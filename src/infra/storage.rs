//! File-backed identity storage: one JSON document per key inside a data directory.

use std::io::ErrorKind;
use std::path::{Path, PathBuf};

use async_trait::async_trait;
use serde::{Deserialize, Serialize};
use tracing::{debug, warn};

use crate::application::repos::{IdentityStorage, StorageError};
use crate::domain::author::{AuthorIdentity, AuthorName};

const ENVELOPE_VERSION: u32 = 0;

#[derive(Debug, Serialize, Deserialize)]
struct Envelope {
    state: PersistedIdentity,
    #[serde(default)]
    version: u32,
}

#[derive(Debug, Default, Serialize, Deserialize)]
#[serde(rename_all = "camelCase", default)]
struct PersistedIdentity {
    author_name: Option<String>,
    is_initialized: bool,
    hide_welcome_dialog: bool,
    welcome_completed: bool,
}

impl From<&AuthorIdentity> for PersistedIdentity {
    fn from(identity: &AuthorIdentity) -> Self {
        Self {
            author_name: identity.name.as_ref().map(|name| name.as_str().to_string()),
            is_initialized: identity.initialized,
            hide_welcome_dialog: identity.welcome_suppressed,
            welcome_completed: identity.welcome_completed,
        }
    }
}

impl PersistedIdentity {
    fn into_identity(self, path: &Path) -> AuthorIdentity {
        let name = match self.author_name.as_deref().map(str::trim) {
            None | Some("") => None,
            Some(raw) => match AuthorName::parse(raw) {
                Ok(name) => Some(name),
                Err(err) => {
                    warn!(
                        target = "inkpost::identity::storage",
                        path = %path.display(),
                        error = %err,
                        "stored author name is invalid; ignoring it"
                    );
                    None
                }
            },
        };

        AuthorIdentity {
            name,
            initialized: self.is_initialized,
            welcome_suppressed: self.hide_welcome_dialog,
            welcome_completed: self.welcome_completed,
        }
    }
}

#[derive(Debug, Clone)]
pub struct FileIdentityStorage {
    root: PathBuf,
}

impl FileIdentityStorage {
    pub fn new(root: impl Into<PathBuf>) -> Self {
        Self { root: root.into() }
    }

    pub fn root(&self) -> &Path {
        &self.root
    }

    fn record_path(&self, key: &str) -> Result<PathBuf, StorageError> {
        if key.is_empty() || key.contains(['/', '\\']) || key.starts_with('.') {
            return Err(StorageError::Unavailable(format!(
                "invalid storage key `{key}`"
            )));
        }
        Ok(self.root.join(format!("{key}.json")))
    }
}

#[async_trait]
impl IdentityStorage for FileIdentityStorage {
    async fn load(&self, key: &str) -> Result<Option<AuthorIdentity>, StorageError> {
        let path = self.record_path(key)?;
        let bytes = match tokio::fs::read(&path).await {
            Ok(bytes) => bytes,
            Err(err) if err.kind() == ErrorKind::NotFound => {
                debug!(
                    target = "inkpost::identity::storage",
                    path = %path.display(),
                    "no identity record yet"
                );
                return Ok(None);
            }
            Err(err) => {
                return Err(StorageError::Unavailable(format!(
                    "failed to read {}: {err}",
                    path.display()
                )));
            }
        };

        match serde_json::from_slice::<Envelope>(&bytes) {
            Ok(envelope) => {
                if envelope.version != ENVELOPE_VERSION {
                    warn!(
                        target = "inkpost::identity::storage",
                        path = %path.display(),
                        version = envelope.version,
                        "unexpected identity record version; reading it anyway"
                    );
                }
                Ok(Some(envelope.state.into_identity(&path)))
            }
            Err(err) => {
                warn!(
                    target = "inkpost::identity::storage",
                    path = %path.display(),
                    error = %err,
                    "identity record is unreadable; starting from an empty identity"
                );
                Ok(None)
            }
        }
    }

    async fn save(&self, key: &str, identity: &AuthorIdentity) -> Result<(), StorageError> {
        let path = self.record_path(key)?;
        let envelope = Envelope {
            state: PersistedIdentity::from(identity),
            version: ENVELOPE_VERSION,
        };
        let bytes = serde_json::to_vec_pretty(&envelope)
            .map_err(|err| StorageError::Encode(err.to_string()))?;

        tokio::fs::create_dir_all(&self.root)
            .await
            .map_err(|err| unavailable("create", &self.root, err))?;

        // Write then rename, so a crash never leaves a half-written record behind.
        let tmp = path.with_extension("json.tmp");
        tokio::fs::write(&tmp, &bytes)
            .await
            .map_err(|err| unavailable("write", &tmp, err))?;
        tokio::fs::rename(&tmp, &path)
            .await
            .map_err(|err| unavailable("replace", &path, err))?;

        Ok(())
    }
}

fn unavailable(action: &str, path: &Path, err: std::io::Error) -> StorageError {
    StorageError::Unavailable(format!("failed to {action} {}: {err}", path.display()))
}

TASK DETAILS: Please copy out every line in the listing that has the string "warn".

ANSWER FOR THIS EXERCISE:
use tracing::{debug, warn};
                    warn!(
                    warn!(
                warn!(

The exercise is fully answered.